Dmitri Shostakovich (1906 – 1975)
Shest’ stikhotvorenii Marini Cvetajevoj
Six Poems of Marina Cvetaeva, op. 143
Shostakovich’s final creative period revealed a growing interest in poetry on the composer’s part. In the space of a few years he produced a great deal of work involving voice and based on a meticulous selection of poetic texts, particularly by Russian authors. Shostakovich’s catalogue was thus considerably enriched with important and valuable scores: the Thirteenth Symphony known as “Babij Jar” for bass, men’s chorus and orchestra op. 113, to poems by Evtusenko (1962); the cantata “The Death of Stenka Razin” for bass, chorus and orchestra op. 119, once again to poems by Evtusenko (1964); the Seven Romances on Poems by Aleksander Blok, for soprano, violin, cello and piano op. 127 (1967); the Fourteenth Symphony, for soprano, bass and chamber orchestra op. 135, to poems by Garcia Lorca, Apollinaire, Rilke and Küchelbecker (1969); the Six Poems of Marina Tsvetayeva for contralto and orchestra op. 143a (1973-74) and the Suite on Verses of Michelangelo Buonarroti for bass and orchestra op. 145a (1975). His selection of poems, despite their very varied origin, focuses insistently on a few recurrent themes such as the artist’s relationship with power, censorship, war and a number of existential topics. Thus it is hardly surprising that the composer should have turned his attention to the verses of Marina Tsvetayeva.
The life story of this woman of letters is without doubt an emblematic and disturbing case in the history of Russian culture in the last century. Born into a highly educated family in 1892, Marina lived through the social upheaval spawned by the Revolution of 1917. She spent many years separated from her husband Sergey Efron, and she was forced to abandon a daughter in an orphanage where the daughter subsequently died of starvation. Tsvetayeva emigrated in 1922, first to Prague and then to Paris, but when she got there, she was cold-shouldered and found herself side-lined into the exiles’ circle. Finally, in 1939, she followed her husband back to Russia, but there too she encountered hostility and lived in appalling conditions. Another daughter was deported to a gulag, her husband was shot by firing squad and she herself was evacuated following the Nazi invasion. She took her own life in August 1941. Despite the tragedy of her life story, as an artist Tsvetayeva was driven by a strong sense of independence from schools and trends, and she was endowed with a romantic sensitivity, post-Symbolist inspiration and the cult of poetry as a means of overcoming the pain and sorrow of everyday life, as a practice of the absolute.

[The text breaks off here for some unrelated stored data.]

use std::collections::BTreeSet;
use btleplug::api::{CharPropFlags, Characteristic};
use uuid::Uuid;

use insole_link::device::connection::ConnectionConfig;
use insole_link::device::constants::make_insole_service_uuid;
use insole_link::device::types::{AdapterState, ConnectionState, Device, DeviceId, PlatformCommand, PlatformEvent, SessionId};
use insole_link::reading::classifier::{classify_magnitude, ClassifierMode};
use insole_link::reading::types::{Rgb, Severity, Zone};
use insole_link::session::{Session, SessionControl};

const FULL: &[u8] = br#"{"heel":"40","big_toe":"65","arch":"12","ball":"300","sole":"180","pitch":"3","roll":"-2"}"#;
const NO_ROLL: &[u8] = br#"{"heel":"99","big_toe":"99","arch":"99","ball":"99","sole":"99","pitch":"99"}"#;

fn insole(id: &str, rssi: i16) -> Device {
    Device {
        id: DeviceId::from(id),
        name: format!("GaitInsole {}", id),
        rssi,
        services: vec![make_insole_service_uuid()],
    }
}

fn notify_characteristic(uuid: u128) -> Characteristic {
    Characteristic {
        uuid: Uuid::from_u128(uuid),
        service_uuid: make_insole_service_uuid(),
        properties: CharPropFlags::NOTIFY | CharPropFlags::WRITE,
        descriptors: BTreeSet::new(),
    }
}

fn commands(session: &mut Session) -> Vec<PlatformCommand> {
    std::iter::from_fn(|| session.poll_command()).collect()
}

fn scanning() -> Session {
    let mut session = Session::new(ConnectionConfig::default(), ClassifierMode::Gradient);
    session.handle_event(PlatformEvent::AdapterStateChanged(AdapterState::PoweredOn));
    assert_eq!(commands(&mut session), vec![PlatformCommand::StartScan]);
    session
}

fn connect(session: &mut Session, id: &str) -> SessionId {
    session.control(SessionControl::Connect(DeviceId::from(id))).unwrap();

    let issued = commands(session);
    assert!(issued.contains(&PlatformCommand::StopScan));
    issued.into_iter()
        .find_map(|command| match command {
            PlatformCommand::Connect { session, .. } => Some(session),
            _ => None,
        })
        .unwrap()
}

fn bring_up(session: &mut Session, id: SessionId) {
    let service = make_insole_service_uuid();

    session.handle_event(PlatformEvent::Connected { session: id });
    assert_eq!(commands(session), vec![PlatformCommand::DiscoverServices { session: id, services: vec![service] }]);

    session.handle_event(PlatformEvent::ServicesDiscovered { session: id, services: vec![service] });
    assert_eq!(commands(session), vec![PlatformCommand::DiscoverCharacteristics { session: id, service }]);

    session.handle_event(PlatformEvent::CharacteristicsDiscovered {
        session: id,
        service,
        characteristics: vec![notify_characteristic(0x0f8a4b62_2f6a_4c59_a8c5_6b9e1d3c2a10)],
    });
    assert!(matches!(
        commands(session).as_slice(),
        [PlatformCommand::Subscribe { session, .. }] if *session == id
    ));
    assert_eq!(session.snapshot().state, ConnectionState::Subscribing);

    session.handle_event(PlatformEvent::Subscribed { session: id });
}

#[test]
fn rediscovered_insole_is_listed_once() {
    let mut session = scanning();

    session.handle_event(PlatformEvent::Discovered(insole("left", -60)));
    session.handle_event(PlatformEvent::Discovered(insole("left", -40)));
    session.handle_event(PlatformEvent::Discovered(insole("right", -70)));
    session.handle_event(PlatformEvent::Discovered(Device {
        id: DeviceId::from("watch"),
        name: "Fitness Watch".to_string(),
        rssi: -30,
        services: vec![],
    }));

    let snapshot = session.snapshot();
    assert_eq!(snapshot.state, ConnectionState::Scanning);
    assert_eq!(
        snapshot.devices.iter().map(|d| (d.id.0.as_str(), d.rssi)).collect::<Vec<_>>(),
        vec![("left", -60), ("right", -70)],
    );
}

#[test]
fn connects_and_classifies_notifications() {
    let mut session = scanning();
    session.handle_event(PlatformEvent::Discovered(insole("left", -60)));

    let id = connect(&mut session, "left");
    bring_up(&mut session, id);

    let snapshot = session.snapshot();
    assert_eq!(snapshot.state, ConnectionState::Connected);
    assert_eq!(snapshot.active_device.map(|d| d.id), Some(DeviceId::from("left")));

    session.handle_event(PlatformEvent::Notification { session: id, value: FULL.to_vec() });

    let reading = session.reading().unwrap();
    assert_eq!(reading.ball, "300");
    assert_eq!(reading.roll, "-2");

    let ball = session.zone(Zone::Ball).unwrap();
    assert_eq!((ball.magnitude, ball.color, ball.severity), (300, Rgb::new(1.0, 0.0, 0.0), Severity::Critical));

    let big_toe = session.zone(Zone::BigToe).unwrap();
    assert_eq!((big_toe.color, big_toe.severity), (Rgb::new(0.0, 1.0, 0.0), Severity::Low));

    let roll = session.zone(Zone::Roll).unwrap();
    assert_eq!((roll.magnitude, roll.color), (0, Rgb::new(0.0, 0.0, 1.0)));

    assert_eq!(session.zone(Zone::Sole).unwrap().severity, Severity::Elevated);
    assert_eq!(session.snapshot().zones.len(), Zone::ALL.len());
}

#[test]
fn incomplete_payload_keeps_the_previous_reading() {
    let mut session = scanning();
    session.handle_event(PlatformEvent::Discovered(insole("left", -60)));
    let id = connect(&mut session, "left");
    bring_up(&mut session, id);

    session.handle_event(PlatformEvent::Notification { session: id, value: FULL.to_vec() });
    let before = session.snapshot();

    session.handle_event(PlatformEvent::Notification { session: id, value: NO_ROLL.to_vec() });
    session.handle_event(PlatformEvent::Notification { session: id, value: b"\xff\xfe".to_vec() });

    assert_eq!(session.snapshot(), before);
    assert_eq!(session.manager().state(), ConnectionState::Connected);
}

#[test]
fn outbound_text_goes_to_the_data_channel() {
    let mut session = scanning();
    session.handle_event(PlatformEvent::Discovered(insole("left", -60)));

    session.control(SessionControl::Send("calibrate".to_string())).unwrap();
    assert!(commands(&mut session).is_empty());

    let id = connect(&mut session, "left");
    bring_up(&mut session, id);

    session.control(SessionControl::Send("calibrate".to_string())).unwrap();
    match commands(&mut session).as_slice() {
        [PlatformCommand::Write { session, characteristic, data }] => {
            assert_eq!(*session, id);
            assert_eq!(characteristic.uuid, Uuid::from_u128(0x0f8a4b62_2f6a_4c59_a8c5_6b9e1d3c2a10));
            assert_eq!(data.as_slice(), b"calibrate");
        },
        other => panic!("unexpected commands {:?}", other),
    }
}

#[test]
fn disconnect_rescans_after_the_link_closes() {
    let mut session = scanning();
    session.handle_event(PlatformEvent::Discovered(insole("left", -60)));
    let id = connect(&mut session, "left");
    bring_up(&mut session, id);

    session.control(SessionControl::Disconnect).unwrap();
    assert_eq!(commands(&mut session), vec![PlatformCommand::CancelConnection { session: id }]);
    assert_eq!(session.snapshot().state, ConnectionState::Idle);
    assert_eq!(session.snapshot().active_device, None);

    // late data from the released link is dropped
    session.handle_event(PlatformEvent::Notification { session: id, value: FULL.to_vec() });
    assert!(session.reading().is_none());

    session.handle_event(PlatformEvent::Disconnected { session: id });
    assert_eq!(commands(&mut session), vec![PlatformCommand::StartScan]);
    assert_eq!(session.snapshot().state, ConnectionState::Scanning);
}

#[test]
fn missing_service_fails_back_to_idle() {
    let mut session = scanning();
    session.handle_event(PlatformEvent::Discovered(insole("left", -60)));
    let id = connect(&mut session, "left");

    session.handle_event(PlatformEvent::Connected { session: id });
    commands(&mut session);
    session.handle_event(PlatformEvent::ServicesDiscovered { session: id, services: vec![] });

    let snapshot = session.snapshot();
    assert_eq!(snapshot.state, ConnectionState::Idle);
    assert!(snapshot.last_error.unwrap().contains("not found"));
    assert_eq!(commands(&mut session), vec![PlatformCommand::CancelConnection { session: id }]);
}

#[test]
fn fall_flag_is_independent_of_readings() {
    let mut session = scanning();
    let mut updates = session.subscribe();

    session.control(SessionControl::SetFall(true)).unwrap();
    assert!(updates.has_changed().unwrap());
    assert!(updates.borrow_and_update().fall);

    session.control(SessionControl::SetFall(true)).unwrap();
    assert!(!updates.has_changed().unwrap());

    session.control(SessionControl::SetFall(false)).unwrap();
    assert!(!session.fall());
}

#[test]
fn classification_matches_reference_points() {
    assert_eq!(classify_magnitude("65", ClassifierMode::Gradient).unwrap(), (65, Rgb::new(0.0, 1.0, 0.0)));
    assert_eq!(classify_magnitude("300", ClassifierMode::Gradient).unwrap(), (300, Rgb::new(1.0, 0.0, 0.0)));
    assert_eq!(classify_magnitude("150", ClassifierMode::Coarse).unwrap(), (150, Rgb::new(1.0, 1.0, 0.0)));
    assert!(classify_magnitude("heavy", ClassifierMode::Gradient).is_err());
}

#[test]
fn adapter_power_cycle_clears_and_restarts_discovery() {
    let mut session = scanning();
    session.handle_event(PlatformEvent::Discovered(insole("left", -60)));
    assert_eq!(session.snapshot().devices.len(), 1);

    session.handle_event(PlatformEvent::AdapterStateChanged(AdapterState::PoweredOff));
    let snapshot = session.snapshot();
    assert_eq!(snapshot.state, ConnectionState::Idle);
    assert!(snapshot.devices.is_empty());
    assert!(commands(&mut session).is_empty());

    // stray advertisements while the radio is off are ignored
    session.handle_event(PlatformEvent::Discovered(insole("left", -60)));
    assert!(session.snapshot().devices.is_empty());

    session.handle_event(PlatformEvent::AdapterStateChanged(AdapterState::PoweredOn));
    assert_eq!(commands(&mut session), vec![PlatformCommand::StartScan]);
    assert_eq!(session.snapshot().state, ConnectionState::Scanning);
}

#[test]
fn rejected_refresh_is_published() {
    let mut session = Session::new(ConnectionConfig::default(), ClassifierMode::Gradient);
    session.handle_event(PlatformEvent::AdapterStateChanged(AdapterState::Unauthorized));

    assert!(session.control(SessionControl::Refresh).is_err());
    let snapshot = session.snapshot();
    assert_eq!(snapshot.state, ConnectionState::Idle);
    assert!(snapshot.last_error.is_some());
}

Shostakovich never met Tsvetayeva personally, only taking an interest in her poetry at a fairly late date when his pupil Tishchenko played him his musical version of some of her work in 1970. He was later to meet both her sister and daughter. He made the decision to turn his own hand to the task of setting some of her poems to music in August 1973, producing in the space of a few days an initial version of his Six Poems for voice and piano first performed on 30 October with the voice of contralto Irina Bogacheva, which the author felt might resemble that of Tsvetayeva herself thanks to a certain raucous quality caused by smoking. By January 1974 Shostakovich had already prepared a version for a small orchestra, generally considered to be a fundamental enrichment of the version for chamber orchestra.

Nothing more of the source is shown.